Taxis, coiffeurs, même combat...

Le 23/06/2015 à 10h12 - Expert Zone

Une fois n'est pas coutume, nous allons parler de taxis aujourd'hui... Et ce particulièrement suite à leurs agissements vis-à-vis des conducteurs et des clients d'Uber Pop (pour ceux qui n'auraient pas suivi l'actualité, à Lyon, un client d'Uber Pop a été tabassé pour avoir utilisé le service...). Outre le fait que ce sont des méthodes parfaitement illégales qui vont se finir en fait divers, ce qui est reproché à la profession, c'est qu'elle se soit assise pendant des années sur un acquis (les licences), et qu'elle n'a pas su faire évoluer la qualité de son service, pour s'adapter à un marché qui lui est en marche. A quoi bon après tout, quand vous êtes en situation de monopole, pourquoi vous faire c***r à proposer aux clients une satisfaction de service ? Ils n'ont pas le choix... Ce qui permettait aux taxis de dicter leurs lois, de refuser des courses si "ce n'est pas sur mon chemin", de se permettre des écarts de routes pour alourdir la facture, de se permettre des comportements et des propos inacceptables vis-à-vis de la clientèle, arnaques aux touristes (avec la bien connue arnaque de l'aéroport, qui consiste à emmener les touristes dans le mauvais aéroport pour doubler le prix de la course)... 

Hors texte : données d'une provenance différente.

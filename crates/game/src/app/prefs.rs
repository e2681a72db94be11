use std::fs;
use std::io;
use std::path::{Path, PathBuf};

use engine::UpgradeTrack;
use serde::{Deserialize, Serialize};
use tracing::{debug, warn};

const PREFS_VERSION: u32 = 1;
const PREFS_FILE: &str = ".lanesiege_prefs.json";

/// Serialized twin of [`UpgradeTrack`], so the file format stays decoupled
/// from the engine's runtime enum.
#[derive(Debug, Clone, Copy, PartialEq, Eq, Serialize, Deserialize)]
#[serde(rename_all = "snake_case")]
pub(crate) enum AutoBuyChoice {
    Speed,
    Damage,
}

#[derive(Debug, Clone, PartialEq, Eq, Serialize, Deserialize)]
pub(crate) struct Preferences {
    pub(crate) prefs_version: u32,
    pub(crate) auto_buy: Option<AutoBuyChoice>,
}

impl Default for Preferences {
    fn default() -> Self {
        Self {
            prefs_version: PREFS_VERSION,
            auto_buy: None,
        }
    }
}

impl Preferences {
    pub(crate) fn auto_buy_track(&self) -> Option<UpgradeTrack> {
        self.auto_buy.map(|choice| match choice {
            AutoBuyChoice::Speed => UpgradeTrack::Speed,
            AutoBuyChoice::Damage => UpgradeTrack::Damage,
        })
    }

    pub(crate) fn remember_auto_buy(&mut self, track: Option<UpgradeTrack>) {
        self.auto_buy = track.map(|track| match track {
            UpgradeTrack::Speed => AutoBuyChoice::Speed,
            UpgradeTrack::Damage => AutoBuyChoice::Damage,
        });
    }
}

/// Preferences are strictly optional: any read or parse failure falls back
/// to defaults with a warning, never an error.
pub(crate) fn load() -> Preferences {
    load_from(&prefs_path())
}

pub(crate) fn store(prefs: &Preferences) {
    store_to(&prefs_path(), prefs);
}

fn load_from(path: &Path) -> Preferences {
    let raw = match fs::read_to_string(path) {
        Ok(raw) => raw,
        Err(error) if error.kind() == io::ErrorKind::NotFound => return Preferences::default(),
        Err(error) => {
            warn!(error = %error, path = %path.display(), "prefs_read_failed");
            return Preferences::default();
        }
    };
    match parse(&raw) {
        Ok(prefs) => prefs,
        Err(reason) => {
            warn!(reason, path = %path.display(), "prefs_rejected");
            Preferences::default()
        }
    }
}

fn store_to(path: &Path, prefs: &Preferences) {
    let json = match serde_json::to_string_pretty(prefs) {
        Ok(json) => json,
        Err(error) => {
            warn!(error = %error, "prefs_encode_failed");
            return;
        }
    };
    match write_text_atomic(path, &json) {
        Ok(()) => debug!(path = %path.display(), "prefs_stored"),
        Err(error) => warn!(error = %error, path = %path.display(), "prefs_write_failed"),
    }
}

fn parse(raw: &str) -> Result<Preferences, String> {
    let prefs: Preferences =
        serde_json::from_str(raw).map_err(|error| format!("parse prefs json: {error}"))?;
    if prefs.prefs_version != PREFS_VERSION {
        return Err(format!(
            "expected prefs_version {PREFS_VERSION}, got {}",
            prefs.prefs_version
        ));
    }
    Ok(prefs)
}

fn prefs_path() -> PathBuf {
    let home = std::env::var("HOME").unwrap_or_else(|_| ".".to_string());
    PathBuf::from(home).join(PREFS_FILE)
}

/// A half-written prefs file must never clobber a good one, so writes land
/// in a sibling temp file first and are renamed into place.
fn write_text_atomic(path: &Path, text: &str) -> io::Result<()> {
    if let Some(parent) = path.parent() {
        fs::create_dir_all(parent)?;
    }
    let tmp_path = temp_path_for(path);
    fs::write(&tmp_path, text)?;
    replace_file(&tmp_path, path)
}

fn replace_file(tmp_path: &Path, final_path: &Path) -> io::Result<()> {
    match fs::remove_file(final_path) {
        Ok(_) => {}
        Err(error) if error.kind() == io::ErrorKind::NotFound => {}
        Err(error) => {
            let _ = fs::remove_file(tmp_path);
            return Err(error);
        }
    }

    if let Err(error) = fs::rename(tmp_path, final_path) {
        let _ = fs::remove_file(tmp_path);
        return Err(error);
    }
    Ok(())
}

fn temp_path_for(path: &Path) -> PathBuf {
    let file_name = path
        .file_name()
        .and_then(|name| name.to_str())
        .unwrap_or("prefs.tmp");
    let tmp_name = format!("{file_name}.tmp");
    match path.parent() {
        Some(parent) => parent.join(tmp_name),
        None => PathBuf::from(tmp_name),
    }
}

#[cfg(test)]
mod tests {
    use super::*;

    #[test]
    fn parse_accepts_the_current_version() {
        let prefs = parse(r#"{"prefs_version":1,"auto_buy":"speed"}"#).expect("valid prefs");
        assert_eq!(prefs.auto_buy, Some(AutoBuyChoice::Speed));
        assert_eq!(prefs.auto_buy_track(), Some(UpgradeTrack::Speed));
    }

    #[test]
    fn parse_rejects_a_version_mismatch() {
        let error = parse(r#"{"prefs_version":2,"auto_buy":null}"#).expect_err("wrong version");
        assert!(error.contains("prefs_version"));
    }

    #[test]
    fn parse_rejects_malformed_json() {
        assert!(parse("{not json").is_err());
    }

    #[test]
    fn remember_and_recall_round_trip() {
        let mut prefs = Preferences::default();
        assert_eq!(prefs.auto_buy_track(), None);

        prefs.remember_auto_buy(Some(UpgradeTrack::Damage));
        let json = serde_json::to_string(&prefs).expect("serialize");
        let decoded = parse(&json).expect("round trip");
        assert_eq!(decoded.auto_buy_track(), Some(UpgradeTrack::Damage));

        prefs.remember_auto_buy(None);
        assert_eq!(prefs.auto_buy, None);
    }

    #[test]
    fn load_from_missing_file_yields_defaults() {
        let dir = tempfile::tempdir().expect("tempdir");
        let prefs = load_from(&dir.path().join("absent.json"));
        assert_eq!(prefs, Preferences::default());
    }

    #[test]
    fn store_then_load_round_trips_through_disk() {
        let dir = tempfile::tempdir().expect("tempdir");
        let path = dir.path().join("prefs.json");
        let mut prefs = Preferences::default();
        prefs.remember_auto_buy(Some(UpgradeTrack::Speed));

        store_to(&path, &prefs);
        assert_eq!(load_from(&path), prefs);
        assert!(!temp_path_for(&path).exists());
    }

    #[test]
    fn corrupt_file_falls_back_to_defaults() {
        let dir = tempfile::tempdir().expect("tempdir");
        let path = dir.path().join("prefs.json");
        fs::write(&path, "??").expect("write");
        assert_eq!(load_from(&path), Preferences::default());
    }
}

Seulement voilà, ce que n'avaient pas prévu les taxis, c'est l'arrivée d'un "game changer", comme l'est Uber. Société aux pratiques peu recommandables soit, mais qui répond à un réel besoin de la clientèle : un service de transport de qualité. Et force est de constater que le service proposé répond aux attentes du marché, quand on voit la croissance incroyable de la société. Mais alors, comment réagir ? Et bien il existe 2 possibilités :
- La réaction du primate qui consiste à "casser du Uber" et à se retrancher derrière les droits d'entrée sur le marché, et les investissements qu'ils ont du faire pour pratiquer ce métier (en omettant bien entendu de préciser que l'achat de la licence n'est pas un droit d'entrée sur le marché, mais un investissement sur le long terme). Et espérant en même temps ne pas avoir à augmenter leur qualité de service, et à continuer à faire "comme on a toujours fait". 

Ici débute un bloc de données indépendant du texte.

use super::entity::round_tenths;
use crate::tuning::Tuning;

#[derive(Debug, Clone, Copy, PartialEq, Eq, Hash)]
pub enum UpgradeTrack {
    Speed,
    Damage,
}

impl UpgradeTrack {
    pub fn as_token(self) -> &'static str {
        match self {
            Self::Speed => "speed",
            Self::Damage => "damage",
        }
    }
}

#[derive(Debug, Clone, Copy, PartialEq)]
pub struct PurchaseOutcome {
    pub track: UpgradeTrack,
    pub level: u32,
    pub price_paid: f64,
}

/// Currency, upgrade ladders and the elapsed-time difficulty curves.
/// Balance is kept at two decimals, health curves at one.
#[derive(Debug)]
pub struct Economy {
    balance: f64,
    base_health: f64,
    last_health_second: u64,
    speed_price: f64,
    speed_level: u32,
    damage_price: f64,
    damage_level: u32,
    projectile_speed: f32,
    projectile_damage: f64,
    fire_interval_ms: u64,
    auto_buy: Option<UpgradeTrack>,
}

impl Economy {
    pub fn new(tuning: &Tuning) -> Self {
        Self {
            balance: 0.0,
            base_health: round_tenths(tuning.base_health_start),
            last_health_second: 0,
            speed_price: tuning.upgrade_price_start,
            speed_level: 0,
            damage_price: tuning.upgrade_price_start,
            damage_level: 0,
            projectile_speed: tuning.projectile_speed_base,
            projectile_damage: tuning.projectile_damage_base,
            fire_interval_ms: tuning.fire_interval_base_ms,
            auto_buy: None,
        }
    }

    /// Restart reset. The auto-buy selection deliberately survives; every
    /// other field returns to its starting value.
    pub fn reset(&mut self, tuning: &Tuning) {
        let auto_buy = self.auto_buy;
        *self = Self::new(tuning);
        self.auto_buy = auto_buy;
    }

    pub fn balance(&self) -> f64 {
        self.balance
    }

    pub fn deposit(&mut self, amount: f64) -> f64 {
        self.balance = round_cents(self.balance + amount);
        self.balance
    }

    pub fn double_balance(&mut self) -> f64 {
        self.balance = round_cents(self.balance * 2.0);
        self.balance
    }

    pub fn base_health(&self) -> f64 {
        self.base_health
    }

    /// One step per elapsed whole second, catching up across large jumps.
    pub fn advance_base_health(&mut self, elapsed_ms: u64, tuning: &Tuning) {
        let seconds = elapsed_ms / 1000;
        while self.last_health_second < seconds {
            self.last_health_second += 1;
            self.base_health = round_tenths(self.base_health + tuning.base_health_step);
        }
    }

    pub fn projectile_speed(&self) -> f32 {
        self.projectile_speed
    }

    pub fn projectile_damage(&self) -> f64 {
        self.projectile_damage
    }

    pub fn fire_interval_ms(&self) -> u64 {
        self.fire_interval_ms
    }

    pub fn price(&self, track: UpgradeTrack) -> f64 {
        match track {
            UpgradeTrack::Speed => self.speed_price,
            UpgradeTrack::Damage => self.damage_price,
        }
    }

    pub fn level(&self, track: UpgradeTrack) -> u32 {
        match track {
            UpgradeTrack::Speed => self.speed_level,
            UpgradeTrack::Damage => self.damage_level,
        }
    }

    /// Returns `None` without touching any state when the balance cannot
    /// cover the current price.
    pub fn try_purchase(
        &mut self,
        track: UpgradeTrack,
        tuning: &Tuning,
    ) -> Option<PurchaseOutcome> {
        let price = self.price(track);
        if self.balance < price {
            return None;
        }
        self.balance = round_cents(self.balance - price);
        let level = match track {
            UpgradeTrack::Speed => {
                self.speed_level += 1;
                self.projectile_speed += tuning.projectile_speed_per_level;
                let step = tuning.speed_levels_per_interval_step;
                if step > 0 && self.speed_level % step == 0 {
                    self.fire_interval_ms = self
                        .fire_interval_ms
                        .saturating_sub(tuning.fire_interval_step_ms)
                        .max(tuning.fire_interval_floor_ms);
                }
                self.speed_price += tuning.upgrade_price_step;
                self.speed_level
            }
            UpgradeTrack::Damage => {
                self.damage_level += 1;
                self.projectile_damage =
                    round_tenths(self.projectile_damage + tuning.projectile_damage_per_level);
                self.damage_price += tuning.upgrade_price_step;
                self.damage_level
            }
        };
        Some(PurchaseOutcome {
            track,
            level,
            price_paid: price,
        })
    }

    pub fn auto_buy(&self) -> Option<UpgradeTrack> {
        self.auto_buy
    }

    /// Direct assignment, used when restoring a remembered selection.
    pub fn set_auto_buy(&mut self, track: Option<UpgradeTrack>) {
        self.auto_buy = track;
    }

    /// Toggle semantics: selecting the enabled track disables it, selecting
    /// the other track switches. At most one track is ever enabled.
    pub fn toggle_auto_buy(&mut self, track: UpgradeTrack) -> Option<UpgradeTrack> {
        self.auto_buy = if self.auto_buy == Some(track) {
            None
        } else {
            Some(track)
        };
        self.auto_buy
    }

    /// At most one purchase per call.
    pub fn run_auto_buy(&mut self, tuning: &Tuning) -> Option<PurchaseOutcome> {
        let track = self.auto_buy?;
        self.try_purchase(track, tuning)
    }
}

pub fn loot_value(elapsed_ms: u64, tuning: &Tuning) -> f64 {
    let seconds = (elapsed_ms / 1000) as f64;
    round_cents(tuning.loot_base + tuning.loot_step * seconds)
}

/// Wave-size multiplier. Flat during the first minute, then compounding
/// per elapsed whole minute.
pub fn generation_multiplier(elapsed_ms: u64, tuning: &Tuning) -> f64 {
    let minutes = elapsed_ms / 60_000;
    if minutes == 0 {
        1.0
    } else {
        tuning.generation_growth.powi(minutes as i32)
    }
}

pub(crate) fn round_cents(value: f64) -> f64 {
    (value * 100.0).round() / 100.0
}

- La réaction de la personne évoluée, qui décide de faire avec cette nouvelle concurrence et d'adapter son service pour miser sur ses points forts. Et l'avantage concurrentiel des taxis reste, malgré ce que l'on veut vous faire croire, extrêmement important. 2 exemples frappants : la maraude (le fait de pouvoir prendre des personnes qui vous arrêtent dans la rue) et le quasi-monopole sur les points d'arrivée (impossible de commander un Uber à un aéroport par exemple). 

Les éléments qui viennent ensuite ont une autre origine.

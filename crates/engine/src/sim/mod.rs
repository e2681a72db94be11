mod clock;
mod collision;
mod economy;
mod entity;
mod events;
mod firing;
mod game;
mod spawner;
mod surface;
mod world;

pub use economy::UpgradeTrack;
pub use entity::{EntityId, EntityKind, Lane};
pub use events::{DestroyCause, EngineEvent, EngineEventKind};
pub use game::{EntityView, FrameView, Game, RunPhase};
pub use surface::{AudioSurface, NullAudio};
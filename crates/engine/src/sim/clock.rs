use std::time::Instant;

/// Run-relative clock. Elapsed time excludes paused spans: pausing pins the
/// reading, resuming shifts the epoch forward by the paused duration.
#[derive(Debug, Clone, Copy)]
pub struct RunClock {
    epoch: Instant,
    paused_at: Option<Instant>,
}

impl RunClock {
    pub fn started_at(now: Instant) -> Self {
        Self {
            epoch: now,
            paused_at: None,
        }
    }

    pub fn restart(&mut self, now: Instant) {
        self.epoch = now;
        self.paused_at = None;
    }

    pub fn pause(&mut self, now: Instant) {
        if self.paused_at.is_none() {
            self.paused_at = Some(now);
        }
    }

    pub fn resume(&mut self, now: Instant) {
        if let Some(paused_at) = self.paused_at.take() {
            self.epoch += now.saturating_duration_since(paused_at);
        }
    }

    #[allow(dead_code)]
    pub fn is_paused(&self) -> bool {
        self.paused_at.is_some()
    }

    pub fn elapsed_ms(&self, now: Instant) -> u64 {
        let end = self.paused_at.unwrap_or(now);
        end.saturating_duration_since(self.epoch).as_millis() as u64
    }
}

#[cfg(test)]
mod tests {
    use std::time::Duration;

    use super::*;

    #[test]
    fn elapsed_counts_from_epoch() {
        let base = Instant::now();
        let clock = RunClock::started_at(base);
        assert_eq!(clock.elapsed_ms(base), 0);
        assert_eq!(clock.elapsed_ms(base + Duration::from_millis(250)), 250);
    }

    #[test]
    fn paused_spans_do_not_count() {
        let base = Instant::now();
        let mut clock = RunClock::started_at(base);
        clock.pause(base + Duration::from_millis(100));
        assert_eq!(clock.elapsed_ms(base + Duration::from_secs(5)), 100);

        clock.resume(base + Duration::from_millis(600));
        assert_eq!(clock.elapsed_ms(base + Duration::from_millis(600)), 100);
        assert_eq!(clock.elapsed_ms(base + Duration::from_millis(850)), 350);
    }

    #[test]
    fn pause_and_resume_are_idempotent() {
        let base = Instant::now();
        let mut clock = RunClock::started_at(base);

        clock.resume(base + Duration::from_millis(50));
        assert_eq!(clock.elapsed_ms(base + Duration::from_millis(50)), 50);

        clock.pause(base + Duration::from_millis(100));
        clock.pause(base + Duration::from_millis(400));
        assert_eq!(clock.elapsed_ms(base + Duration::from_secs(2)), 100);

        clock.resume(base + Duration::from_millis(500));
        assert_eq!(clock.elapsed_ms(base + Duration::from_millis(700)), 300);
    }

    #[test]
    fn restart_resets_epoch_and_unpauses() {
        let base = Instant::now();
        let mut clock = RunClock::started_at(base);
        clock.pause(base + Duration::from_millis(300));

        clock.restart(base + Duration::from_secs(10));
        assert!(!clock.is_paused());
        assert_eq!(clock.elapsed_ms(base + Duration::from_secs(10)), 0);
        assert_eq!(
            clock.elapsed_ms(base + Duration::from_secs(10) + Duration::from_millis(40)),
            40
        );
    }
}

Si fort heureusement de nombreux taxis ont bien compris cela, et optent pour la solution n°2, il reste une poignée d'entêtés qui continuent à réagir comme un primate, et qui au passage détériorent de manière phénoménale l'image du métier (ce sont eux que l'on voit à la télé, pas les taxis qui font consciencieusement leur travail...). Et nous ne parlerons pas de Mr Roussel et de sa société qu'est TAXI G7, qui asservit et appauvrit depuis des années une profession d'artisans au travers de locations de terminaux de réservation...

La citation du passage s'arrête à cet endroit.